Task statement.
Count the lines below that contain the word "answer", and state only that number.
START Data in this exercise
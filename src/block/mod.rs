//! The Block Codec: a generic dense ↔ chunked shuttle over a
//! block-addressable store, plus the flattened-view accessor used by
//! matrix-shaped node properties.

mod codec;
mod flattened;
mod geometry;
mod memory_store;
mod store;

pub use codec::{read_dataset, read_dataset_as, read_region, write_dataset};
pub use flattened::Flattened;
pub use geometry::{block_extent, block_start, grid_coords, grid_shape, intersect};
pub use memory_store::MemoryStore;
pub use store::{Block, BlockStore, Compression, DatasetAttributes, StorePath};
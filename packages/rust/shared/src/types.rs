//! Core domain types for Q&A collections.

use std::fmt;
use std::str::FromStr;

use serde::{Deserialize, Serialize};

/// Column names of the tabular input, in order.
pub const TABULAR_COLUMNS: [&str; 5] = ["question", "answer", "category", "source", "priority"];

/// Provenance tag carried by operator-authored records.
pub const MANUAL_SOURCE: &str = "manual";

// ---------------------------------------------------------------------------
// Priority
// ---------------------------------------------------------------------------

/// Triage label attached to each record.
///
/// Purely informational: the merge never orders or filters by it.
#[derive(Debug, Clone, Copy, PartialEq, Eq, Hash, PartialOrd, Ord, Serialize, Deserialize)]
#[serde(try_from = "String", into = "String")]
pub enum Priority {
    High,
    Medium,
    Low,
}

impl Priority {
    /// Lowercase label as stored on disk.
    pub fn as_str(self) -> &'static str {
        match self {
            Self::High => "high",
            Self::Medium => "medium",
            Self::Low => "low",
        }
    }
}

impl fmt::Display for Priority {
    fn fmt(&self, f: &mut fmt::Formatter<'_>) -> fmt::Result {
        f.write_str(self.as_str())
    }
}

/// Error returned when a priority label is not `high`, `medium` or `low`.
#[derive(Debug, Clone, PartialEq, Eq)]
pub struct UnknownPriority(pub String);

impl fmt::Display for UnknownPriority {
    fn fmt(&self, f: &mut fmt::Formatter<'_>) -> fmt::Result {
        write!(
            f,
            "unknown priority '{}': expected high, medium, or low",
            self.0
        )
    }
}

impl std::error::Error for UnknownPriority {}

impl FromStr for Priority {
    type Err = UnknownPriority;

    fn from_str(s: &str) -> std::result::Result<Self, Self::Err> {
        match s.trim().to_ascii_lowercase().as_str() {
            "high" => Ok(Self::High),
            "medium" => Ok(Self::Medium),
            "low" => Ok(Self::Low),
            _ => Err(UnknownPriority(s.to_string())),
        }
    }
}

impl TryFrom<String> for Priority {
    type Error = UnknownPriority;

    fn try_from(value: String) -> std::result::Result<Self, Self::Error> {
        value.parse()
    }
}

impl From<Priority> for String {
    fn from(p: Priority) -> Self {
        p.as_str().to_string()
    }
}

// ---------------------------------------------------------------------------
// QaRecord
// ---------------------------------------------------------------------------

/// One question/answer pair with its metadata.
///
/// Field order here is the field order on disk.
#[derive(Debug, Clone, PartialEq, Eq, Serialize, Deserialize)]
pub struct QaRecord {
    pub question: String,
    pub answer: String,
    pub category: String,
    /// Provenance tag, e.g. `manual` or `scraped`.
    pub source: String,
    pub priority: Priority,
}

impl QaRecord {
    /// Whether this record was authored by an operator.
    pub fn is_manual(&self) -> bool {
        self.source.trim().eq_ignore_ascii_case(MANUAL_SOURCE)
    }
}
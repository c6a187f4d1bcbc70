//! Merge logic for the QA merger.
//!
//! Reads manually curated Q&A rows, reconciles them with an existing
//! collection, and writes the merged collection (see [`pipeline::run_merge`]).

pub mod collection;
pub mod merge;
pub mod pipeline;
pub mod summary;
pub mod tabular;
pub mod template;
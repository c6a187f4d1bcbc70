//! qamerge CLI: merges manually curated Q&A rows into a chatbot
//! knowledge-base collection.

mod commands;

use clap::Parser;
use color_eyre::eyre::Result;

use commands::Cli;

fn main() -> Result<()> {
    color_eyre::install()?;
    let cli = Cli::parse();
    commands::init_tracing(&cli);
    commands::run(cli)
}
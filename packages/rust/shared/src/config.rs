//! Application configuration for the QA merger.
//!
//! Project config lives at `./qamerge.toml` next to the data it points at.
//! CLI flags override config file values, which override defaults.

use std::path::{Path, PathBuf};

use serde::{Deserialize, Serialize};

use crate::error::{QaMergeError, Result};

/// Default configuration file name.
pub const CONFIG_FILE_NAME: &str = "qamerge.toml";

// ---------------------------------------------------------------------------
// Config structs (matching qamerge.toml schema)
// ---------------------------------------------------------------------------

/// Top-level application config, deserialized from TOML.
#[derive(Debug, Clone, Default, Serialize, Deserialize)]
pub struct AppConfig {
    /// Input and output locations.
    #[serde(default)]
    pub paths: PathsConfig,

    /// Tabular input parsing.
    #[serde(default)]
    pub tabular: TabularConfig,

    /// Question matching.
    #[serde(default)]
    pub matching: MatchingConfig,
}

/// `[paths]` section. Relative paths resolve against the working directory.
#[derive(Debug, Clone, Serialize, Deserialize)]
pub struct PathsConfig {
    /// Manually curated CSV.
    #[serde(default = "default_input")]
    pub input: PathBuf,

    /// Existing collection produced by the scraping step.
    #[serde(default = "default_collection")]
    pub collection: PathBuf,

    /// Where the merged collection is written.
    #[serde(default = "default_output")]
    pub output: PathBuf,
}

impl Default for PathsConfig {
    fn default() -> Self {
        Self {
            input: default_input(),
            collection: default_collection(),
            output: default_output(),
        }
    }
}

fn default_input() -> PathBuf {
    PathBuf::from("data_augmentation/dental_qa_template.csv")
}
fn default_collection() -> PathBuf {
    PathBuf::from("data/dental_knowledge_base.json")
}
fn default_output() -> PathBuf {
    PathBuf::from("data/dental_knowledge_base_augmented.json")
}

/// `[tabular]` section.
#[derive(Debug, Clone, Serialize, Deserialize)]
pub struct TabularConfig {
    /// Field delimiter. Must be a single ASCII character.
    #[serde(default = "default_delimiter")]
    pub delimiter: String,
}

impl Default for TabularConfig {
    fn default() -> Self {
        Self {
            delimiter: default_delimiter(),
        }
    }
}

fn default_delimiter() -> String {
    ",".into()
}

/// `[matching]` section.
#[derive(Debug, Clone, Serialize, Deserialize)]
pub struct MatchingConfig {
    /// Collapse inner whitespace runs when normalizing questions.
    #[serde(default = "default_true")]
    pub collapse_whitespace: bool,
}

impl Default for MatchingConfig {
    fn default() -> Self {
        Self {
            collapse_whitespace: true,
        }
    }
}

fn default_true() -> bool {
    true
}

// ---------------------------------------------------------------------------
// Merge config (runtime, merged from config + CLI flags)
// ---------------------------------------------------------------------------

/// Runtime merge configuration, merged from config file + CLI flags.
#[derive(Debug, Clone)]
pub struct MergeConfig {
    /// Manually curated CSV.
    pub input: PathBuf,
    /// Existing collection (may be absent on disk).
    pub collection: PathBuf,
    /// Output collection path.
    pub output: PathBuf,
    /// CSV field delimiter byte.
    pub delimiter: u8,
    /// Collapse inner whitespace when normalizing questions.
    pub collapse_whitespace: bool,
    /// Compute and report without writing the output.
    pub dry_run: bool,
}

impl TryFrom<&AppConfig> for MergeConfig {
    type Error = QaMergeError;

    fn try_from(config: &AppConfig) -> Result<Self> {
        Ok(Self {
            input: config.paths.input.clone(),
            collection: config.paths.collection.clone(),
            output: config.paths.output.clone(),
            delimiter: parse_delimiter(&config.tabular.delimiter)?,
            collapse_whitespace: config.matching.collapse_whitespace,
            dry_run: false,
        })
    }
}

/// Validate a delimiter string and return its byte.
pub fn parse_delimiter(raw: &str) -> Result<u8> {
    match raw.as_bytes() {
        [b] if b.is_ascii() && *b != b'"' && *b != b'\n' && *b != b'\r' => Ok(*b),
        _ => Err(QaMergeError::config(format!(
            "invalid delimiter {raw:?}: expected a single ASCII character other than quote or newline"
        ))),
    }
}

// ---------------------------------------------------------------------------
// Config loading
// ---------------------------------------------------------------------------

/// Get the path to the config file inside `dir`.
pub fn config_file_path(dir: &Path) -> PathBuf {
    dir.join(CONFIG_FILE_NAME)
}

/// Load `qamerge.toml` from `dir`. Returns defaults if the file does not exist.
pub fn load_config(dir: &Path) -> Result<AppConfig> {
    let path = config_file_path(dir);

    if !path.exists() {
        tracing::debug!(?path, "config file not found, using defaults");
        return Ok(AppConfig::default());
    }

    load_config_from(&path)
}

/// Load the application config from a specific file path.
pub fn load_config_from(path: &Path) -> Result<AppConfig> {
    let content = std::fs::read_to_string(path).map_err(|e| QaMergeError::io(path, e))?;

    toml::from_str(&content)
        .map_err(|e| QaMergeError::config(format!("failed to parse {}: {e}", path.display())))
}

/// Write a default config file into `dir`.
/// Returns the path to the created file.
pub fn init_config(dir: &Path) -> Result<PathBuf> {
    let path = config_file_path(dir);
    if path.exists() {
        return Err(QaMergeError::config(format!(
            "{} already exists",
            path.display()
        )));
    }

    let config = AppConfig::default();
    let content =
        toml::to_string_pretty(&config).map_err(|e| QaMergeError::config(e.to_string()))?;

    std::fs::write(&path, content).map_err(|e| QaMergeError::io(&path, e))?;
    tracing::info!(?path, "created default config file");

    Ok(path)
}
END Data in this exercise
Response.
3